*What you have to do:* Would you please output the data exactly, omitting no line?

*Entries provided:*
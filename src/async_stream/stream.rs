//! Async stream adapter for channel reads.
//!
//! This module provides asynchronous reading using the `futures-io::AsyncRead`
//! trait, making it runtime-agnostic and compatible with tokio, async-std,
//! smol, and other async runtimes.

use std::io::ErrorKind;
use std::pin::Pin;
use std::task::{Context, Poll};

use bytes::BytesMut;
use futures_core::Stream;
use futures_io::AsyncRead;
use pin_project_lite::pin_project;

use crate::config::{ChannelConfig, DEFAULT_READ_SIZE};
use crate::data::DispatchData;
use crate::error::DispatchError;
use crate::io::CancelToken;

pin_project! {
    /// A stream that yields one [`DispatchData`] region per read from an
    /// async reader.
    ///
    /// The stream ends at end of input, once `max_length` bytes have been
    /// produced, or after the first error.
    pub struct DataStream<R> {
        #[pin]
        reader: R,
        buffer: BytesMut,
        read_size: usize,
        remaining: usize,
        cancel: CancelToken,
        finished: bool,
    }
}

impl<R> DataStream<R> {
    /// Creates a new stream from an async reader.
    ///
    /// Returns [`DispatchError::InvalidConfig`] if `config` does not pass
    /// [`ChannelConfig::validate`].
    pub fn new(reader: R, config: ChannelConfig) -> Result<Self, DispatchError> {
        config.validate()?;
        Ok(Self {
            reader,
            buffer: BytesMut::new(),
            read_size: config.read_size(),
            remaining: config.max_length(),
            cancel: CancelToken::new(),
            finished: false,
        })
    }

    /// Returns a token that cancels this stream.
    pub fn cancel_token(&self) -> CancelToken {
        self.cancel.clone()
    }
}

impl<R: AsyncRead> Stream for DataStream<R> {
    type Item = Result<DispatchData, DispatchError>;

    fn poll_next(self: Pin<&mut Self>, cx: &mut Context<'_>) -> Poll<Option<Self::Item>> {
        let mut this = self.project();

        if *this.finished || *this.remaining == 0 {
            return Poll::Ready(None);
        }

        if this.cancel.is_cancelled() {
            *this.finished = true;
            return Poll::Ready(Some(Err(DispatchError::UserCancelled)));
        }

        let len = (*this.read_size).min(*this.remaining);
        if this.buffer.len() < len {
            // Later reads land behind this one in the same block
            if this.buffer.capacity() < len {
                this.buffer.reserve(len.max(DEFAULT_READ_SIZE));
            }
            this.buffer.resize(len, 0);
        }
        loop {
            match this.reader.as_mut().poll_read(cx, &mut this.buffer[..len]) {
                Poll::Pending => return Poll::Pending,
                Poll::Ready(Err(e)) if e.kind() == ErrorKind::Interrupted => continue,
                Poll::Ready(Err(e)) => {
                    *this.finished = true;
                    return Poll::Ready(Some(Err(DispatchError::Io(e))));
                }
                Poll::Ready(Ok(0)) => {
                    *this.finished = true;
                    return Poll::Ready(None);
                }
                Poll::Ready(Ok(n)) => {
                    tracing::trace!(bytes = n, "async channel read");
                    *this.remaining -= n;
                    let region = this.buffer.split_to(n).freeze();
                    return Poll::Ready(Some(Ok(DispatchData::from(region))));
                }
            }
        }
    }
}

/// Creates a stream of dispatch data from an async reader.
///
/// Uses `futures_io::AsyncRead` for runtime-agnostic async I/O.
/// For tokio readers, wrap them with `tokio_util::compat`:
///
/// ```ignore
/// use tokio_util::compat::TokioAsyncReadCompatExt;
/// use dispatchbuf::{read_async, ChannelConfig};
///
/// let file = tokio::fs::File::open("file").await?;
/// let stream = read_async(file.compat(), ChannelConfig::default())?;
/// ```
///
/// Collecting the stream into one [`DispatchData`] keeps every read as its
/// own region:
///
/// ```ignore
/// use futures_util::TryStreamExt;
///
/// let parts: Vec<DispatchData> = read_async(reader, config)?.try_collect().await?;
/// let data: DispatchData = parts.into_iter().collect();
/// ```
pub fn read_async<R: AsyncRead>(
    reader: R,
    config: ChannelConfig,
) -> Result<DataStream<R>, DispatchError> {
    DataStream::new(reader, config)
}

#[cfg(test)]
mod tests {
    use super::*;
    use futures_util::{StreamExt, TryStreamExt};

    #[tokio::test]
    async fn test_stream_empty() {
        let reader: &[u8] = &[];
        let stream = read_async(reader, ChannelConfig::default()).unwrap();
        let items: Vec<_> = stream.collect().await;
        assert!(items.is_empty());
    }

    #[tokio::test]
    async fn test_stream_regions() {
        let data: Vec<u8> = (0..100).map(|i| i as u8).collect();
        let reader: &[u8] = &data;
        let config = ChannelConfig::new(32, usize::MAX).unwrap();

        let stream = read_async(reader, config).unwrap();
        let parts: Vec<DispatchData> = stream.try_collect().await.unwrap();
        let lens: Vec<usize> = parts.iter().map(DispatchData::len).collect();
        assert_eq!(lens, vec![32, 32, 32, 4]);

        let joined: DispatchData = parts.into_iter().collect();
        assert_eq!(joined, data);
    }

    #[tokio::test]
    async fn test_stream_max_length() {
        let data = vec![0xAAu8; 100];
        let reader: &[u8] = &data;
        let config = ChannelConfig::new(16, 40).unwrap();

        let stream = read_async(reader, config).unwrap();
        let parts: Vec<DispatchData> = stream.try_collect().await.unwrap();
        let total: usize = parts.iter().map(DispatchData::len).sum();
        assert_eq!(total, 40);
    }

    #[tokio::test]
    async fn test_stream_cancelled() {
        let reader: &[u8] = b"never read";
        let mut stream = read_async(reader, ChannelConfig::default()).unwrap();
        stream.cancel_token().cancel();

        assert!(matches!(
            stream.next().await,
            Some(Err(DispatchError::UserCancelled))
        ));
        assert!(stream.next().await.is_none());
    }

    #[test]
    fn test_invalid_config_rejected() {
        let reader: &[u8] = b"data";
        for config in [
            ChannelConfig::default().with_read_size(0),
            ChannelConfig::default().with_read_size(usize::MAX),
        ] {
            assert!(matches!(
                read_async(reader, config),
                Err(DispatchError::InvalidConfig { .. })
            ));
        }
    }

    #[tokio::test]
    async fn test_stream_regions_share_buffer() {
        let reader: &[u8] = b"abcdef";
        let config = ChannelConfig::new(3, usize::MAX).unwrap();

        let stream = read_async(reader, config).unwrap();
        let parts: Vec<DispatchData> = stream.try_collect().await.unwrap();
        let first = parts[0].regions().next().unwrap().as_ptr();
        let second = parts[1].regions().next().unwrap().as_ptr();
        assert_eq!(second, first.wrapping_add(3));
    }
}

*Answer to this problem:*
filename src/async_stream/stream.rs
//! Async stream adapter for channel reads.
//!
//! This module provides asynchronous reading using the `futures-io::AsyncRead`
//! trait, making it runtime-agnostic and compatible with tokio, async-std,
//! smol, and other async runtimes.

use std::io::ErrorKind;
use std::pin::Pin;
use std::task::{Context, Poll};

use bytes::BytesMut;
use futures_core::Stream;
use futures_io::AsyncRead;
use pin_project_lite::pin_project;

use crate::config::{ChannelConfig, DEFAULT_READ_SIZE};
use crate::data::DispatchData;
use crate::error::DispatchError;
use crate::io::CancelToken;

pin_project! {
    /// A stream that yields one [`DispatchData`] region per read from an
    /// async reader.
    ///
    /// The stream ends at end of input, once `max_length` bytes have been
    /// produced, or after the first error.
    pub struct DataStream<R> {
        #[pin]
        reader: R,
        buffer: BytesMut,
        read_size: usize,
        remaining: usize,
        cancel: CancelToken,
        finished: bool,
    }
}

impl<R> DataStream<R> {
    /// Creates a new stream from an async reader.
    ///
    /// Returns [`DispatchError::InvalidConfig`] if `config` does not pass
    /// [`ChannelConfig::validate`].
    pub fn new(reader: R, config: ChannelConfig) -> Result<Self, DispatchError> {
        config.validate()?;
        Ok(Self {
            reader,
            buffer: BytesMut::new(),
            read_size: config.read_size(),
            remaining: config.max_length(),
            cancel: CancelToken::new(),
            finished: false,
        })
    }

    /// Returns a token that cancels this stream.
    pub fn cancel_token(&self) -> CancelToken {
        self.cancel.clone()
    }
}

impl<R: AsyncRead> Stream for DataStream<R> {
    type Item = Result<DispatchData, DispatchError>;

    fn poll_next(self: Pin<&mut Self>, cx: &mut Context<'_>) -> Poll<Option<Self::Item>> {
        let mut this = self.project();

        if *this.finished || *this.remaining == 0 {
            return Poll::Ready(None);
        }

        if this.cancel.is_cancelled() {
            *this.finished = true;
            return Poll::Ready(Some(Err(DispatchError::UserCancelled)));
        }

        let len = (*this.read_size).min(*this.remaining);
        if this.buffer.len() < len {
            // Later reads land behind this one in the same block
            if this.buffer.capacity() < len {
                this.buffer.reserve(len.max(DEFAULT_READ_SIZE));
            }
            this.buffer.resize(len, 0);
        }
        loop {
            match this.reader.as_mut().poll_read(cx, &mut this.buffer[..len]) {
                Poll::Pending => return Poll::Pending,
                Poll::Ready(Err(e)) if e.kind() == ErrorKind::Interrupted => continue,
                Poll::Ready(Err(e)) => {
                    *this.finished = true;
                    return Poll::Ready(Some(Err(DispatchError::Io(e))));
                }
                Poll::Ready(Ok(0)) => {
                    *this.finished = true;
                    return Poll::Ready(None);
                }
                Poll::Ready(Ok(n)) => {
                    tracing::trace!(bytes = n, "async channel read");
                    *this.remaining -= n;
                    let region = this.buffer.split_to(n).freeze();
                    return Poll::Ready(Some(Ok(DispatchData::from(region))));
                }
            }
        }
    }
}

/// Creates a stream of dispatch data from an async reader.
///
/// Uses `futures_io::AsyncRead` for runtime-agnostic async I/O.
/// For tokio readers, wrap them with `tokio_util::compat`:
///
/// ```ignore
/// use tokio_util::compat::TokioAsyncReadCompatExt;
/// use dispatchbuf::{read_async, ChannelConfig};
///
/// let file = tokio::fs::File::open("file").await?;
/// let stream = read_async(file.compat(), ChannelConfig::default())?;
/// ```
///
/// Collecting the stream into one [`DispatchData`] keeps every read as its
/// own region:
///
/// ```ignore
/// use futures_util::TryStreamExt;
///
/// let parts: Vec<DispatchData> = read_async(reader, config)?.try_collect().await?;
/// let data: DispatchData = parts.into_iter().collect();
/// ```
pub fn read_async<R: AsyncRead>(
    reader: R,
    config: ChannelConfig,
) -> Result<DataStream<R>, DispatchError> {
    DataStream::new(reader, config)
}

#[cfg(test)]
mod tests {
    use super::*;
    use futures_util::{StreamExt, TryStreamExt};

    #[tokio::test]
    async fn test_stream_empty() {
        let reader: &[u8] = &[];
        let stream = read_async(reader, ChannelConfig::default()).unwrap();
        let items: Vec<_> = stream.collect().await;
        assert!(items.is_empty());
    }

    #[tokio::test]
    async fn test_stream_regions() {
        let data: Vec<u8> = (0..100).map(|i| i as u8).collect();
        let reader: &[u8] = &data;
        let config = ChannelConfig::new(32, usize::MAX).unwrap();

        let stream = read_async(reader, config).unwrap();
        let parts: Vec<DispatchData> = stream.try_collect().await.unwrap();
        let lens: Vec<usize> = parts.iter().map(DispatchData::len).collect();
        assert_eq!(lens, vec![32, 32, 32, 4]);

        let joined: DispatchData = parts.into_iter().collect();
        assert_eq!(joined, data);
    }

    #[tokio::test]
    async fn test_stream_max_length() {
        let data = vec![0xAAu8; 100];
        let reader: &[u8] = &data;
        let config = ChannelConfig::new(16, 40).unwrap();

        let stream = read_async(reader, config).unwrap();
        let parts: Vec<DispatchData> = stream.try_collect().await.unwrap();
        let total: usize = parts.iter().map(DispatchData::len).sum();
        assert_eq!(total, 40);
    }

    #[tokio::test]
    async fn test_stream_cancelled() {
        let reader: &[u8] = b"never read";
        let mut stream = read_async(reader, ChannelConfig::default()).unwrap();
        stream.cancel_token().cancel();

        assert!(matches!(
            stream.next().await,
            Some(Err(DispatchError::UserCancelled))
        ));
        assert!(stream.next().await.is_none());
    }

    #[test]
    fn test_invalid_config_rejected() {
        let reader: &[u8] = b"data";
        for config in [
            ChannelConfig::default().with_read_size(0),
            ChannelConfig::default().with_read_size(usize::MAX),
        ] {
            assert!(matches!(
                read_async(reader, config),
                Err(DispatchError::InvalidConfig { .. })
            ));
        }
    }

    #[tokio::test]
    async fn test_stream_regions_share_buffer() {
        let reader: &[u8] = b"abcdef";
        let config = ChannelConfig::new(3, usize::MAX).unwrap();

        let stream = read_async(reader, config).unwrap();
        let parts: Vec<DispatchData> = stream.try_collect().await.unwrap();
        let first = parts[0].regions().next().unwrap().as_ptr();
        let second = parts[1].regions().next().unwrap().as_ptr();
        assert_eq!(second, first.wrapping_add(3));
    }
}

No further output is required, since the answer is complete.